The input>
//! Semantic residual analysis: how much of the source text a graph snapshot
//! does not yet represent, at token, sentence and paragraph granularity.

mod analyzer;
pub mod index;
mod report;
pub mod text;

pub use analyzer::ResidualAnalyzer;
pub use index::FlatIpIndex;
pub use report::{CoverageReport, Granularity, UnitScore, Verdict};
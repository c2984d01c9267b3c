//! Prompt templates for extraction, evaluation and repair.
//!
//! Each builder returns `(system, user)`. Every prompt asks for exactly one
//! JSON object; surrounding prose is tolerated by the JSON locator.

/// Node types the extractor is told to choose from.
pub fn node_type_list(node_types: &[String]) -> String {
    node_types
        .iter()
        .map(|t| format!("\"{}\"", t))
        .collect::<Vec<_>>()
        .join(", ")
}

pub fn extraction(text: &str, node_types: &[String]) -> (String, String) {
    let system = "You are an expert data scientist who builds knowledge graphs from text. \
Reason step by step before answering, then return only the final JSON."
        .to_string();

    let types = node_type_list(node_types);
    let user = format!(
        r#"Extract the key topics of the document below and the relationships between them.

Work through these steps:
1. Understand the document: subject, structure, core concepts.
2. Identify the key topics, using only these node types: {types}.
3. Assign each topic exactly one of those types.
4. For each topic, copy the document content that best describes it.
5. Decide which relationship types the document supports.
6. Link topics with directed relationships (source -> target). Only record substantive links, not co-occurrence.
7. Check that every relationship's source and target is a node id you produced.

Return one JSON object with this shape:
{{
  "thinking": {{"summary": "your reasoning, briefly"}},
  "nodes": [
    {{"id": "unique short topic name", "type": "one of: {types}", "content": "relevant text from the document"}}
  ],
  "relationships": [
    {{"source": "node id", "target": "node id", "type": "UPPER_SNAKE_CASE relationship type"}}
  ]
}}

Every node needs id, type and content. Every relationship needs source, target and type.

Document:
{text}"#
    );

    (system, user)
}

pub fn evaluation(text: &str, graph_json: &str) -> (String, String) {
    let system = "You are an expert knowledge-graph auditor. Compare a graph against its source \
document and report every problem you find. Return only JSON."
        .to_string();

    let user = format!(
        r#"Audit the knowledge graph against the source document.

Check for:
- missing_nodes: topics the document covers that have no node
- incomplete_nodes: nodes whose content leaves out important facts (give the text to add)
- incorrect_relationships: relationships the document contradicts (suggest a replacement or null)
- missing_relationships: relationships the document states that the graph lacks

Return one JSON object:
{{
  "has_issues": true or false,
  "issues": {{
    "missing_nodes": [{{"id": "...", "type": "...", "content": "..."}}],
    "incomplete_nodes": [{{"node_id": "...", "suggested_addition": "..."}}],
    "incorrect_relationships": [{{"source": "...", "target": "...", "type": "...", "reason": "...", "suggestion": null}}],
    "missing_relationships": [{{"source": "...", "target": "...", "type": "..."}}]
  }},
  "summary": "one paragraph"
}}

Set has_issues to false only if all four lists are empty.

Source document:
{text}

Current graph:
{graph_json}"#
    );

    (system, user)
}

pub fn repair(text: &str, graph_json: &str, evaluation_json: &str) -> (String, String) {
    let system = "You are an expert knowledge-graph editor. Given an audit report, output only \
the modifications needed, never the whole graph. Return only JSON."
        .to_string();

    let user = format!(
        r#"Plan the modifications that fix the problems in the audit report.

Rules:
- Add a node for each missing node, with id, type and content taken from the document.
- For each incomplete node, give the text to append to its content.
- Delete relationships the audit marks as incorrect with no suggestion; modify those with a suggestion.
- Add missing relationships. Every new node must be connected to the graph by at least one added relationship.
- Keep everything the audit did not flag.

Return one JSON object with all five lists present (use [] when empty):
{{
  "nodes_to_add": [{{"id": "...", "type": "...", "content": "..."}}],
  "nodes_to_update": [{{"node_id": "existing node id", "content_to_add": "text to append"}}],
  "relationships_to_delete": [{{"source": "...", "target": "...", "type": "..."}}],
  "relationships_to_modify": [
    {{"old_relationship": {{"source": "...", "target": "...", "type": "..."}},
      "new_relationship": {{"source": "...", "target": "...", "type": "..."}}}}
  ],
  "relationships_to_add": [{{"source": "...", "target": "...", "type": "..."}}],
  "modification_summary": "what was changed and why"
}}

Source document:
{text}

Current graph:
{graph_json}

Audit report:
{evaluation_json}"#
    );

    (system, user)
}

#[cfg(test)]
mod tests {
    use super::*;

    #[test]
    fn test_extraction_lists_node_types() {
        let types = vec!["人物信息".to_string(), "能力设定".to_string()];
        let (_, user) = extraction("doc body", &types);
        assert!(user.contains("\"人物信息\", \"能力设定\""));
        assert!(user.ends_with("doc body"));
    }

    #[test]
    fn test_repair_embeds_all_inputs() {
        let (system, user) = repair("DOC", "{\"nodes\":[]}", "{\"has_issues\":true}");
        assert!(system.contains("modifications"));
        for part in ["DOC", "{\"nodes\":[]}", "{\"has_issues\":true}", "relationships_to_modify"] {
            assert!(user.contains(part), "missing {}", part);
        }
    }
}
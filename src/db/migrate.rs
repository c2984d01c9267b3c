use rusqlite::{Connection, params};
use crate::error::{Result, GraphRefineError};

/// Migration metadata
struct Migration {
    version: u32,
    name: &'static str,
    sql: &'static str,
}

/// Schema migrations compiled into the binary, in version order.
const MIGRATIONS: &[Migration] = &[
    Migration {
        version: 1,
        name: "001_graph_store",
        sql: include_str!("../../migrations/001_graph_store.sql"),
    },
    Migration {
        version: 2,
        name: "002_graph_indexes",
        sql: include_str!("../../migrations/002_graph_indexes.sql"),
    },
];

/// Create schema_migrations table if it doesn't exist
fn ensure_migrations_table(conn: &Connection) -> Result<()> {
    conn.execute(
        "CREATE TABLE IF NOT EXISTS schema_migrations (
            version INTEGER PRIMARY KEY,
            name TEXT NOT NULL,
            applied_at TIMESTAMP DEFAULT CURRENT_TIMESTAMP
        )",
        [],
    )?;
    Ok(())
}

/// Get list of applied migrations
pub fn get_applied_migrations(conn: &Connection) -> Result<Vec<String>> {
    let mut stmt = conn.prepare("SELECT name FROM schema_migrations ORDER BY version")?;
    let names: Vec<String> = stmt
        .query_map([], |row| row.get::<_, String>(0))?
        .collect::<std::result::Result<Vec<_>, rusqlite::Error>>()
        .map_err(GraphRefineError::Database)?;
    Ok(names)
}

/// Run all pending migrations
pub fn run_migrations(conn: &mut Connection) -> Result<()> {
    ensure_migrations_table(conn)?;

    let applied = get_applied_migrations(conn)?;

    for migration in MIGRATIONS {
        if applied.iter().any(|name| name == migration.name) {
            log::debug!("Migration {} already applied, skipping", migration.name);
            continue;
        }

        log::info!("Applying migration: {} (version {})", migration.name, migration.version);

        let tx = conn.transaction()?;
        tx.execute_batch(migration.sql).map_err(|e| {
            GraphRefineError::Config(format!(
                "Failed to execute migration {}: {}",
                migration.name, e
            ))
        })?;
        tx.execute(
            "INSERT INTO schema_migrations (version, name) VALUES (?1, ?2)",
            params![migration.version, migration.name],
        )?;
        tx.commit()?;
    }

    log::debug!("All migrations completed");
    Ok(())
}

#[cfg(test)]
mod tests {
    use super::*;
    use tempfile::TempDir;

    #[test]
    fn test_embedded_migrations_in_version_order() {
        let versions: Vec<u32> = MIGRATIONS.iter().map(|m| m.version).collect();
        assert_eq!(versions, vec![1, 2]);
        for migration in MIGRATIONS {
            assert!(migration.name.starts_with(&format!("{:03}_", migration.version)));
            assert!(!migration.sql.trim().is_empty());
        }
    }

    #[test]
    fn test_run_migrations_is_idempotent() {
        let temp_dir = TempDir::new().unwrap();
        let mut conn = Connection::open(temp_dir.path().join("test.db")).unwrap();

        run_migrations(&mut conn).unwrap();
        run_migrations(&mut conn).unwrap();

        let applied = get_applied_migrations(&conn).unwrap();
        assert_eq!(applied, vec!["001_graph_store".to_string(), "002_graph_indexes".to_string()]);
    }

    #[test]
    fn test_migrations_apply_without_source_tree() {
        // A database far away from any migrations/ directory still gets the full schema.
        let temp_dir = TempDir::new().unwrap();
        let nested = temp_dir.path().join("installed").join("data");
        std::fs::create_dir_all(&nested).unwrap();
        assert!(!nested.join("migrations").exists());

        let mut conn = Connection::open(nested.join("graph.db")).unwrap();
        run_migrations(&mut conn).unwrap();

        let count: i64 = conn
            .query_row(
                "SELECT COUNT(*) FROM sqlite_master WHERE type='table' AND name IN ('snapshots','nodes','edges')",
                [],
                |row| row.get(0),
            )
            .unwrap();
        assert_eq!(count, 3);
    }
}
pub mod embedding_cache;

pub use embedding_cache::EmbeddingCache;
use rusqlite::Connection;
use std::path::Path;
use tokio::task;
use crate::error::{Result, GraphRefineError};

pub mod migrate;

/// Pragmas applied to every connection.
///
/// WAL for concurrent readers, NORMAL sync for speed, foreign keys so that
/// discarding a snapshot cascades to its nodes and edges.
const CONNECTION_PRAGMAS: &str = "PRAGMA journal_mode = WAL; \
     PRAGMA synchronous = NORMAL; \
     PRAGMA foreign_keys = ON; \
     PRAGMA temp_store = MEMORY; \
     PRAGMA cache_size = -65536;";

/// Database connection wrapper
#[derive(Debug, Clone)]
pub struct Db {
    path: std::path::PathBuf,
}

impl Db {
    /// Create a new database connection manager
    pub fn new<P: AsRef<Path>>(db_path: P) -> Self {
        Self {
            path: db_path.as_ref().to_path_buf(),
        }
    }

    /// Path of the underlying SQLite file
    pub fn path(&self) -> &Path {
        &self.path
    }

    /// Open a new database connection with the standard pragmas
    pub fn open_connection(&self) -> Result<Connection> {
        open(&self.path)
    }

    /// Execute a closure with a database connection in a blocking task
    pub async fn with_connection<F, T>(&self, f: F) -> Result<T>
    where
        F: FnOnce(&mut Connection) -> Result<T> + Send + 'static,
        T: Send + 'static,
    {
        let path = self.path.clone();
        task::spawn_blocking(move || {
            let mut conn = open(&path)?;
            f(&mut conn)
        })
        .await
        .map_err(|e| GraphRefineError::Io(std::io::Error::new(
            std::io::ErrorKind::Other,
            format!("Database task failed: {}", e),
        )))?
    }

    /// Run the migrations compiled into the binary against this database.
    pub async fn migrate(&self) -> Result<()> {
        self.with_connection(migrate::run_migrations).await
    }
}

fn open(path: &Path) -> Result<Connection> {
    let conn = Connection::open(path).map_err(GraphRefineError::Database)?;
    conn.execute_batch(CONNECTION_PRAGMAS)?;
    Ok(conn)
}

#[cfg(test)]
mod tests {
    use super::*;
    use tempfile::TempDir;

    #[tokio::test]
    async fn test_db_connection() {
        let temp_dir = TempDir::new().unwrap();
        let db_path = temp_dir.path().join("test.db");
        let db = Db::new(&db_path);

        let result = db.with_connection(|conn| {
            conn.execute("CREATE TABLE test (id INTEGER PRIMARY KEY)", [])
                .map_err(GraphRefineError::Database)?;
            Ok(())
        }).await;

        assert!(result.is_ok());
        assert!(db_path.exists());
    }

    #[tokio::test]
    async fn test_pragmas_set() {
        let temp_dir = TempDir::new().unwrap();
        let db = Db::new(temp_dir.path().join("test.db"));

        db.with_connection(|conn| {
            let journal_mode: String = conn.query_row("PRAGMA journal_mode", [], |row| row.get(0))?;
            assert_eq!(journal_mode.to_uppercase(), "WAL");

            let foreign_keys: i32 = conn.query_row("PRAGMA foreign_keys", [], |row| row.get(0))?;
            assert_eq!(foreign_keys, 1);

            Ok::<(), GraphRefineError>(())
        }).await.unwrap();
    }

    #[tokio::test]
    async fn test_migrate_creates_graph_tables() {
        let temp_dir = TempDir::new().unwrap();
        let db = Db::new(temp_dir.path().join("test.db"));
        db.migrate().await.unwrap();

        let tables = db.with_connection(|conn| {
            let mut stmt = conn.prepare("SELECT name FROM sqlite_master WHERE type='table'")?;
            let names = stmt
                .query_map([], |row| row.get::<_, String>(0))?
                .collect::<std::result::Result<Vec<_>, rusqlite::Error>>()?;
            Ok(names)
        }).await.unwrap();

        for table in ["snapshots", "nodes", "edges", "schema_migrations"] {
            assert!(tables.contains(&table.to_string()), "missing table {}", table);
        }
    }
}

Problem to solve>
When you answer, output each line of the data exactly as given, from its first line up to and including the one with "let types = node_type_list(node_types);".

The answer>
//! Semantic residual analysis: how much of the source text a graph snapshot
//! does not yet represent, at token, sentence and paragraph granularity.

mod analyzer;
pub mod index;
mod report;
pub mod text;

pub use analyzer::ResidualAnalyzer;
pub use index::FlatIpIndex;
pub use report::{CoverageReport, Granularity, UnitScore, Verdict};
repository c2984d01c9267b3c
//! Prompt templates for extraction, evaluation and repair.
//!
//! Each builder returns `(system, user)`. Every prompt asks for exactly one
//! JSON object; surrounding prose is tolerated by the JSON locator.

/// Node types the extractor is told to choose from.
pub fn node_type_list(node_types: &[String]) -> String {
    node_types
        .iter()
        .map(|t| format!("\"{}\"", t))
        .collect::<Vec<_>>()
        .join(", ")
}

pub fn extraction(text: &str, node_types: &[String]) -> (String, String) {
    let system = "You are an expert data scientist who builds knowledge graphs from text. \
Reason step by step before answering, then return only the final JSON."
        .to_string();

    let types = node_type_list(node_types);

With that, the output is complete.